作者姓名:陈振海  林天龙  陈少莺  宋铁英
作者单位:福建省农业科学院,福建,福州,350003
摘    要:对猪伪狂犬病病毒闽A株(Fa株)gB、gC、gD基因进行了克隆和序列测定,结果表明:gB、gC、gD基因序列全长分别为2 745 bp、1464 bp、1 215 bp,编码914、487、404个氨基酸残基组成的多肽。序列分析结果显示:Fa株与其他毒株gB、gC、gD基因核苷酸序列的同源性为94.9%~99.9%,氨基酸序列的同源性为91.4%~99.9%。不同PRV毒株gB、gC、gD基因在核苷酸和氨基酸水平上高度保守。基于gB、gC、gD基因的进化树分析表明,中国分离毒株与韩国分离毒株可归为一个进化分支,而日本分离株与欧美分离株归为另一个分支。在前一个分支里,闽A株与鄂A株的亲缘关系特别近,3个基因的同源率均在99.5%以上。在gB蛋白氨基酸序列全长上中国分离株(Ea株、Fa株)比欧美分离株多了1个氨基酸,氨基酸残基的突变主要集中在第50~100氨基酸。
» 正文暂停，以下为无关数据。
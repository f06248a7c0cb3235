// /////////////////////////////////////////////////////////////////////////////
// Gat Vault RS
// Copyright (c) 2025 Michael Gardner, A Bit of Help, Inc.
// SPDX-License-Identifier: BSD-3-Clause
// See LICENSE file in the project root.
// /////////////////////////////////////////////////////////////////////////////

//! # Index Protection
//!
//! HMAC-SHA256 integrity for the encrypted index under `k_index_mac`. Two
//! granularities:
//!
//! - **Block MAC**: over a canonical serialization of a whole index block
//!   (entries as a JSON array of `[token_hex, [doc_ids...]]` pairs, sorted by
//!   token, compact separators). Lets a client verify an index snapshot it
//!   receives from the server before trusting any of it.
//! - **Entry MAC**: over `token_hex || "|" || sorted(doc_ids).join(",")`.
//!   Lets a client verify the exact result of a single lookup.
//!
//! Verification is constant-time; a failed check is `SseError::IndexTampered`
//! and the caller must not return partial results.

use ring::hmac;
use std::collections::BTreeMap;

use crate::error::SseError;
use crate::services::trapdoor::constant_time_eq;

/// HMAC-SHA256 output length.
pub const MAC_LEN: usize = 32;

/// Index block type: token hex mapped to its document ids. `BTreeMap` keeps
/// tokens sorted, which the canonical serialization relies on.
pub type IndexBlock = BTreeMap<String, Vec<String>>;

/// Deterministic serialization for signing: sorted `[token, doc_ids]` pairs,
/// compact JSON.
fn serialize_index_block(entries: &IndexBlock) -> Result<Vec<u8>, SseError> {
    let items: Vec<(&String, &Vec<String>)> = entries.iter().collect();
    serde_json::to_vec(&items)
        .map_err(|e| SseError::serialization_error(format!("Index block serialization failed: {}", e)))
}

fn hmac_sign(k_index_mac: &[u8; 32], data: &[u8]) -> [u8; MAC_LEN] {
    let key = hmac::Key::new(hmac::HMAC_SHA256, k_index_mac);
    let tag = hmac::sign(&key, data);
    let mut out = [0u8; MAC_LEN];
    out.copy_from_slice(tag.as_ref());
    out
}

/// Computes the block MAC over a canonicalized index block.
pub fn sign_index_block(entries: &IndexBlock, k_index_mac: &[u8; 32]) -> Result<[u8; MAC_LEN], SseError> {
    Ok(hmac_sign(k_index_mac, &serialize_index_block(entries)?))
}

/// Constant-time verification of a block MAC.
pub fn verify_index_block(
    entries: &IndexBlock,
    expected_mac: &[u8],
    k_index_mac: &[u8; 32],
) -> Result<bool, SseError> {
    if expected_mac.len() != MAC_LEN {
        return Ok(false);
    }
    let computed = sign_index_block(entries, k_index_mac)?;
    Ok(constant_time_eq(&computed, expected_mac))
}

/// Verifies a block MAC, failing with `IndexTampered` on mismatch.
pub fn ensure_index_block(
    entries: &IndexBlock,
    expected_mac: &[u8],
    k_index_mac: &[u8; 32],
) -> Result<(), SseError> {
    if verify_index_block(entries, expected_mac, k_index_mac)? {
        Ok(())
    } else {
        Err(SseError::index_tampered("Index block MAC mismatch"))
    }
}

/// Per-entry MAC for one lookup result:
/// `HMAC(token_hex || "|" || sorted(doc_ids).join(","))`.
pub fn sign_index_entry(token_hex: &str, doc_ids: &[String], k_index_mac: &[u8; 32]) -> [u8; MAC_LEN] {
    let mut sorted: Vec<&str> = doc_ids.iter().map(String::as_str).collect();
    sorted.sort_unstable();
    let data = format!("{}|{}", token_hex, sorted.join(","));
    hmac_sign(k_index_mac, data.as_bytes())
}

/// Constant-time verification of a per-entry MAC.
pub fn verify_index_entry(
    token_hex: &str,
    doc_ids: &[String],
    mac: &[u8],
    k_index_mac: &[u8; 32],
) -> bool {
    if mac.len() != MAC_LEN {
        return false;
    }
    let expected = sign_index_entry(token_hex, doc_ids, k_index_mac);
    constant_time_eq(&expected, mac)
}

/// Verifies a per-entry MAC, failing with `IndexTampered` on mismatch.
pub fn ensure_index_entry(
    token_hex: &str,
    doc_ids: &[String],
    mac: &[u8],
    k_index_mac: &[u8; 32],
) -> Result<(), SseError> {
    if verify_index_entry(token_hex, doc_ids, mac, k_index_mac) {
        Ok(())
    } else {
        Err(SseError::index_tampered(format!(
            "Index entry MAC mismatch for token {}",
            token_hex
        )))
    }
}
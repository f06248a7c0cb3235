//! # Exact Keyword Search Tests
//!
//! End-to-end coverage of the deterministic SSE mode: upload, search, padded
//! responses, deletion, idempotent re-upload, and tamper detection.

use crate::support::{as_sorted, doc, docs, json_client, json_server, sqlite_server, test_keys};
use gat_vault::SseClient;
use gat_vault_domain::services::trapdoor::build_trapdoor;
use gat_vault_domain::SseError;
use tempfile::TempDir;

#[tokio::test]
async fn test_single_document_exact_search() {
    let dir = TempDir::new().unwrap();
    let mut client = json_client(dir.path()).await;

    client
        .upload_documents(&docs(&[("a", "Alpha beta gamma")]))
        .await
        .unwrap();

    assert_eq!(client.search("beta", 0).await.unwrap(), vec!["a"]);
    assert_eq!(client.search("Beta ", 0).await.unwrap(), vec!["a"]);
    assert!(client.search("delta", 0).await.unwrap().is_empty());
}

#[tokio::test]
async fn test_multi_document_union() {
    let dir = TempDir::new().unwrap();
    let mut client = json_client(dir.path()).await;

    client
        .upload_documents(&docs(&[
            ("a", "invoice 2024"),
            ("b", "invoice paid"),
            ("c", "receipt"),
        ]))
        .await
        .unwrap();

    let hits = as_sorted(client.search("invoice", 0).await.unwrap());
    assert_eq!(hits, vec!["a", "b"]);
    assert_eq!(client.search("receipt", 0).await.unwrap(), vec!["c"]);
}

#[tokio::test]
async fn test_search_works_over_sqlite_backend_too() {
    let dir = TempDir::new().unwrap();
    let server = sqlite_server(dir.path()).await;
    let mut client = SseClient::new(test_keys(), server);

    client
        .upload_documents(&docs(&[("a", "invoice 2024"), ("b", "invoice paid")]))
        .await
        .unwrap();

    assert_eq!(as_sorted(client.search("invoice", 0).await.unwrap()), vec!["a", "b"]);
}

#[tokio::test]
async fn test_roundtrip_retrieval() {
    let dir = TempDir::new().unwrap();
    let mut client = json_client(dir.path()).await;

    client
        .upload_documents(&docs(&[("a", "the quick brown fox")]))
        .await
        .unwrap();

    let plain = client.retrieve_and_decrypt(&doc("a")).await.unwrap();
    assert_eq!(plain, b"the quick brown fox");

    let err = client.retrieve_and_decrypt(&doc("missing")).await.unwrap_err();
    assert!(matches!(err, SseError::NotFound(_)));
}

#[tokio::test]
async fn test_reupload_is_idempotent() {
    let dir = TempDir::new().unwrap();
    let mut client = json_client(dir.path()).await;
    let batch = docs(&[("a", "alpha beta")]);

    client.upload_documents(&batch).await.unwrap();
    client.upload_documents(&batch).await.unwrap();

    assert_eq!(client.search("alpha", 0).await.unwrap(), vec!["a"]);
    // The index holds each (token, doc) pair once.
    let server = json_server(dir.path()).await;
    let token = build_trapdoor("alpha", &test_keys().k_search);
    assert_eq!(server.search(&token, 0).await.unwrap(), vec!["a"]);
}

#[tokio::test]
async fn test_delete_purges_document_and_index() {
    let dir = TempDir::new().unwrap();
    let server = json_server(dir.path()).await;
    let mut client = SseClient::new(test_keys(), server.clone());

    client
        .upload_documents(&docs(&[("a", "shared term"), ("b", "shared other")]))
        .await
        .unwrap();

    assert!(server.delete_document(&doc("a")).await.unwrap());
    assert!(!server.delete_document(&doc("a")).await.unwrap());

    assert_eq!(client.search("shared", 0).await.unwrap(), vec!["b"]);
    assert!(server.get_document(&doc("a")).is_none());
    assert!(!server.list_document_ids().contains(&"a".to_string()));

    let err = client.retrieve_and_decrypt(&doc("a")).await.unwrap_err();
    assert!(matches!(err, SseError::NotFound(_)));
}

#[tokio::test]
async fn test_padded_search_shape_and_client_filter() {
    let dir = TempDir::new().unwrap();
    let server = json_server(dir.path()).await;
    let mut client = SseClient::new(test_keys(), server.clone());

    client
        .upload_documents(&docs(&[
            ("a", "invoice 2024"),
            ("b", "invoice paid"),
            ("c", "receipt"),
        ]))
        .await
        .unwrap();

    // Raw server view: padded to exactly pad_to, real hits included, dummies
    // disjoint from stored documents.
    let token = build_trapdoor("invoice", &test_keys().k_search);
    let raw = server.search(&token, 10).await.unwrap();
    assert_eq!(raw.len(), 10);
    let real: Vec<String> = raw.iter().filter(|id| ["a", "b"].contains(&id.as_str())).cloned().collect();
    assert_eq!(as_sorted(real), vec!["a", "b"]);
    let stored = server.list_document_ids();
    for id in &raw {
        if id != "a" && id != "b" {
            assert!(!stored.contains(id), "dummy {} collides with a stored doc", id);
        }
    }

    // Client view: padding filtered against the known-document set.
    let filtered = client.search("invoice", 10).await.unwrap();
    assert_eq!(as_sorted(filtered), vec!["a", "b"]);
}

#[tokio::test]
async fn test_tampered_document_fails_closed_but_stays_listed() {
    let dir = TempDir::new().unwrap();
    {
        let mut client = json_client(dir.path()).await;
        client
            .upload_documents(&docs(&[("a", "sensitive contents")]))
            .await
            .unwrap();
    }

    // Flip the last byte of the stored blob (inside the GCM tag).
    let doc_path = dir.path().join("documents").join("a");
    let mut blob = std::fs::read(&doc_path).unwrap();
    let last = blob.len() - 1;
    blob[last] ^= 0xFF;
    std::fs::write(&doc_path, &blob).unwrap();

    // Reopen so the server serves the tampered bytes.
    let server = json_server(dir.path()).await;
    let client = SseClient::new(test_keys(), server.clone());

    let err = client.retrieve_and_decrypt(&doc("a")).await.unwrap_err();
    assert!(matches!(err, SseError::AeadFailure(_)));
    assert!(server.list_document_ids().contains(&"a".to_string()));
}

#[tokio::test]
async fn test_upload_batch_can_be_sealed_and_verified() {
    let dir = TempDir::new().unwrap();
    let mut client = json_client(dir.path()).await;

    let batch = client
        .upload_documents(&docs(&[("a", "alpha beta"), ("b", "beta gamma")]))
        .await
        .unwrap();

    let mac = client.seal_index_batch(&batch).unwrap();
    client.verify_index_batch(&batch, &mac).unwrap();

    let mut tampered = batch.clone();
    if let Some((_, ids)) = tampered.iter_mut().next() {
        ids.push("evil".to_string());
    }
    let err = client.verify_index_batch(&tampered, &mac).unwrap_err();
    assert!(matches!(err, SseError::IndexTampered(_)));
}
在gC基因序列第186~211 bp,Ea株、Fa株比欧美分离株多插入了21个碱基。在gD蛋白氨基酸序列全长上,Ea株、Fa株比其他分离株多了2~6个氨基酸。在gD基因序列第803~837 bp,Fa株核苷酸AGGCCC串联重复最多,达到7个。
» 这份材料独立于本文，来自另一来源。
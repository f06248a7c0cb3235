// /////////////////////////////////////////////////////////////////////////////
// Gat Vault RS
// Copyright (c) 2025 Michael Gardner, A Bit of Help, Inc.
// SPDX-License-Identifier: BSD-3-Clause
// See LICENSE file in the project root.
// /////////////////////////////////////////////////////////////////////////////

//! Application services.

pub mod client_engine;
pub mod metadata_store;
pub mod storage_server;
pub mod vault_registry;

pub use client_engine::SseClient;
pub use metadata_store::MetadataStore;
pub use storage_server::StorageServer;
pub use vault_registry::{VaultRegistry, VaultStats};
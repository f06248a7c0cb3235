// /////////////////////////////////////////////////////////////////////////////
// Gat Vault RS
// Copyright (c) 2025 Michael Gardner, A Bit of Help, Inc.
// SPDX-License-Identifier: BSD-3-Clause
// See LICENSE file in the project root.
// /////////////////////////////////////////////////////////////////////////////

//! # JSON Index Backend
//!
//! File-backed implementation of the `IndexBackend` port: the whole index is
//! held in memory as an ordered map and persisted as a single JSON object
//! `{ token_hex: [doc_id, ...] }`.
//!
//! Every mutation rewrites the file atomically (write to a temp file in the
//! same directory, then rename) so a crash mid-write can never leave a torn
//! index behind. A file that fails to parse on open is a
//! `SseError::CorruptedStore` requiring manual repair; it is never silently
//! replaced with an empty index.
//!
//! Suited to small vaults and to tests; larger corpora use the SQLite
//! backend with the identical contract.

use async_trait::async_trait;
use parking_lot::RwLock;
use std::collections::{BTreeMap, HashMap, HashSet};
use std::io::Write;
use std::path::{Path, PathBuf};

use gat_vault_domain::repositories::IndexBackend;
use gat_vault_domain::SseError;

/// Index filename inside a vault storage directory.
pub const JSON_INDEX_FILE: &str = "index.json";

/// In-memory, JSON-persisted index backend.
#[derive(Debug)]
pub struct JsonIndexBackend {
    path: PathBuf,
    index: RwLock<BTreeMap<String, Vec<String>>>,
}

fn merge_dedupe(existing: &mut Vec<String>, incoming: &[String]) {
    let mut seen: HashSet<String> = existing.iter().cloned().collect();
    for doc_id in incoming {
        if seen.insert(doc_id.clone()) {
            existing.push(doc_id.clone());
        }
    }
}

impl JsonIndexBackend {
    /// Opens (or creates) the backend at `<dir>/index.json`.
    ///
    /// # Errors
    ///
    /// `SseError::CorruptedStore` when an existing file fails to parse;
    /// `SseError::IoError` on filesystem failures.
    pub fn open(storage_dir: &Path) -> Result<Self, SseError> {
        let path = storage_dir.join(JSON_INDEX_FILE);
        let index = if path.exists() {
            let raw = std::fs::read_to_string(&path)
                .map_err(|e| SseError::io_error(format!("Failed to read {}: {}", path.display(), e)))?;
            serde_json::from_str::<BTreeMap<String, Vec<String>>>(&raw).map_err(|e| {
                SseError::corrupted_store(format!("Index file {} failed to parse: {}", path.display(), e))
            })?
        } else {
            BTreeMap::new()
        };
        tracing::debug!(path = %path.display(), tokens = index.len(), "opened JSON index backend");
        Ok(Self {
            path,
            index: RwLock::new(index),
        })
    }

    fn save(&self, index: &BTreeMap<String, Vec<String>>) -> Result<(), SseError> {
        let parent = self
            .path
            .parent()
            .ok_or_else(|| SseError::io_error("Index path has no parent directory"))?;
        std::fs::create_dir_all(parent)
            .map_err(|e| SseError::io_error(format!("Failed to create {}: {}", parent.display(), e)))?;

        let data = serde_json::to_vec_pretty(index)
            .map_err(|e| SseError::serialization_error(format!("Index serialization failed: {}", e)))?;

        // Write-to-temp then rename keeps the on-disk index whole under
        // crashes.
        let mut tmp = tempfile::NamedTempFile::new_in(parent)
            .map_err(|e| SseError::io_error(format!("Failed to create temp index file: {}", e)))?;
        tmp.write_all(&data)
            .map_err(|e| SseError::io_error(format!("Failed to write temp index file: {}", e)))?;
        tmp.persist(&self.path)
            .map_err(|e| SseError::io_error(format!("Failed to persist index file: {}", e)))?;
        Ok(())
    }
}

#[async_trait]
impl IndexBackend for JsonIndexBackend {
    async fn add(&self, token_hex: &str, doc_ids: &[String]) -> Result<(), SseError> {
        let mut index = self.index.write();
        merge_dedupe(index.entry(token_hex.to_string()).or_default(), doc_ids);
        self.save(&index)
    }

    async fn add_batch(&self, batch: &BTreeMap<String, Vec<String>>) -> Result<(), SseError> {
        let mut index = self.index.write();
        for (token_hex, doc_ids) in batch {
            merge_dedupe(index.entry(token_hex.clone()).or_default(), doc_ids);
        }
        self.save(&index)
    }

    async fn entries(&self) -> Result<Vec<(String, Vec<String>)>, SseError> {
        let index = self.index.read();
        Ok(index.iter().map(|(k, v)| (k.clone(), v.clone())).collect())
    }

    async fn remove_doc_id(&self, doc_id: &str) -> Result<(), SseError> {
        let mut index = self.index.write();
        index.retain(|_, doc_ids| {
            doc_ids.retain(|d| d != doc_id);
            !doc_ids.is_empty()
        });
        self.save(&index)
    }

    async fn bytes_per_doc(&self) -> Result<HashMap<String, u64>, SseError> {
        let index = self.index.read();
        let mut out: HashMap<String, u64> = HashMap::new();
        for (token_hex, doc_ids) in index.iter() {
            if doc_ids.is_empty() {
                continue;
            }
            // Entry size split equally among the docs sharing the entry.
            let entry_size = token_hex.len() as u64
                + doc_ids.iter().map(|d| d.len() as u64).sum::<u64>()
                + 2 * doc_ids.len() as u64;
            let per_doc = entry_size / doc_ids.len() as u64;
            for doc_id in doc_ids {
                *out.entry(doc_id.clone()).or_insert(0) += per_doc;
            }
        }
        Ok(out)
    }
}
关 键 词:伪狂犬病毒  gB基因  gC基因  gD基因  序列分析
文章编号:1008-0384(2007)02-0120-06
收稿时间:2007-04-02
修稿时间:2007-05-08

Cloning and sequence analysis of gB,gC,gD genes of pseudorabies virus strain Fa
CHEN Zhen-hai,LIN Tian-long,CHEN Shao-yin,SONG Tie-ying.Cloning and sequence analysis of gB,gC,gD genes of pseudorabies virus strain Fa[J].Fujian Journal of Agricultural Sciences,2007,22(2):120-125.
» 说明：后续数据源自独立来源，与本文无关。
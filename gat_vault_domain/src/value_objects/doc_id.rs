// /////////////////////////////////////////////////////////////////////////////
// Gat Vault RS
// Copyright (c) 2025 Michael Gardner, A Bit of Help, Inc.
// SPDX-License-Identifier: BSD-3-Clause
// See LICENSE file in the project root.
// /////////////////////////////////////////////////////////////////////////////

//! # Document Identifier Value Object
//!
//! This module provides the type-safe document identifier used throughout the
//! SSE engine. A `DocId` is an opaque ASCII string chosen by the uploader; the
//! server treats it as a storage key and never derives meaning from it.
//!
//! ## Validation Rules
//!
//! - **Non-empty**: An identifier must contain at least one character
//! - **Length**: At most 120 bytes, so it remains usable as a filename on
//!   every supported filesystem
//! - **Character Set**: `[A-Za-z0-9._-]` only; safe as a path segment with no
//!   escaping, and covers base64url-encoded encrypted filenames
//!
//! ## Security Considerations
//!
//! The identifier is not secret. Callers that want to hide filenames must
//! upload an encrypted-filename record and use an unlinkable identifier.

use serde::{Deserialize, Serialize};
use std::fmt;

use crate::error::SseError;

/// Maximum identifier length in bytes.
const MAX_DOC_ID_LEN: usize = 120;

/// Opaque, validated document identifier.
///
/// Value object with equality by content. Construction validates the
/// character set and length so that every `DocId` in the system is safe to
/// use directly as a storage filename.
#[derive(Debug, Clone, PartialEq, Eq, Hash, PartialOrd, Ord, Serialize, Deserialize)]
#[serde(transparent)]
pub struct DocId(String);

impl DocId {
    /// Creates a validated document identifier.
    ///
    /// # Errors
    ///
    /// Returns `SseError::InvalidParameter` when the identifier is empty,
    /// longer than 120 bytes, or contains characters outside `[A-Za-z0-9._-]`.
    pub fn new(id: impl Into<String>) -> Result<Self, SseError> {
        let id = id.into();
        if id.is_empty() {
            return Err(SseError::invalid_parameter("Document id must not be empty"));
        }
        if id.len() > MAX_DOC_ID_LEN {
            return Err(SseError::invalid_parameter(format!(
                "Document id too long: {} bytes (max {})",
                id.len(),
                MAX_DOC_ID_LEN
            )));
        }
        if !id
            .bytes()
            .all(|b| b.is_ascii_alphanumeric() || b == b'.' || b == b'_' || b == b'-')
        {
            return Err(SseError::invalid_parameter(
                "Document id must contain only ASCII alphanumerics, '.', '_', '-'",
            ));
        }
        Ok(Self(id))
    }

    /// Returns the identifier as a string slice
    pub fn as_str(&self) -> &str {
        &self.0
    }
}

impl fmt::Display for DocId {
    fn fmt(&self, f: &mut fmt::Formatter<'_>) -> fmt::Result {
        f.write_str(&self.0)
    }
}

impl AsRef<str> for DocId {
    fn as_ref(&self) -> &str {
        &self.0
    }
}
Authors:CHEN Zhen-hai  LIN Tian-long  CHEN Shao-yin  SONG Tie-ying
Institution:Fujian Academy of Agricultural Sciences, Fuzhou, Fujian 350003, China
Abstract:The gB,gC,and gD genes of Pseudorabies Virus(PRV) Fa strain were cloned and sequenced.The nucleotide sequence and its deduced amino acid sequence were analyzed using computer programs.The results revealed that the gB,gC,and gD genes were 2745 bp,1464 bp,and 1215 bp long encoding corresponding to proteins 914,487,and 404 amino acids,respectively.The sequence of nucleotides and predicated amino acids were compared with those of other published PRV strains.The results showed that gB,gC,and gD gene nucleotide sequence homology was 94.9%-99.9%,while the amino acid sequence homology was 91.4%-99.9%.The gB,gC,and gD gene shared highly conserved nucleotides among PRV strains.The molecular phylogenetic tree,based on these three genes,showed that the Chinese PRV isolates and the Korean PRV isolate could be grouped into one evolution branch,while the European and American PRV isolates and the Japanese PRV isolate could belong to another branch.In the former branch,the PRV strains Ea and Fa are so closely related to one another that the homology of these three genes were all above 99.5%.The gB proteins of the Chinese PRV isolates(Ea strain and Fa strain) had an amino acid residue more than the European and American isolates and amino acid substitutions happened primarily in the amino acid residues 50 to 100.In the 186-211 nucleotide sites of gC gene,Ea strain and Fa strain had 21 nucleotides more insertion compared to the European and American isolates.The gD proteins of Ea strain and Fa strain were 2-6 amino acids residues more than other strains.For Fa strain,the tandem repetition number of nucleotides AGGCCC in the gD nucleotides 803 to 837 added up to seven,which was the most among all PRV strains.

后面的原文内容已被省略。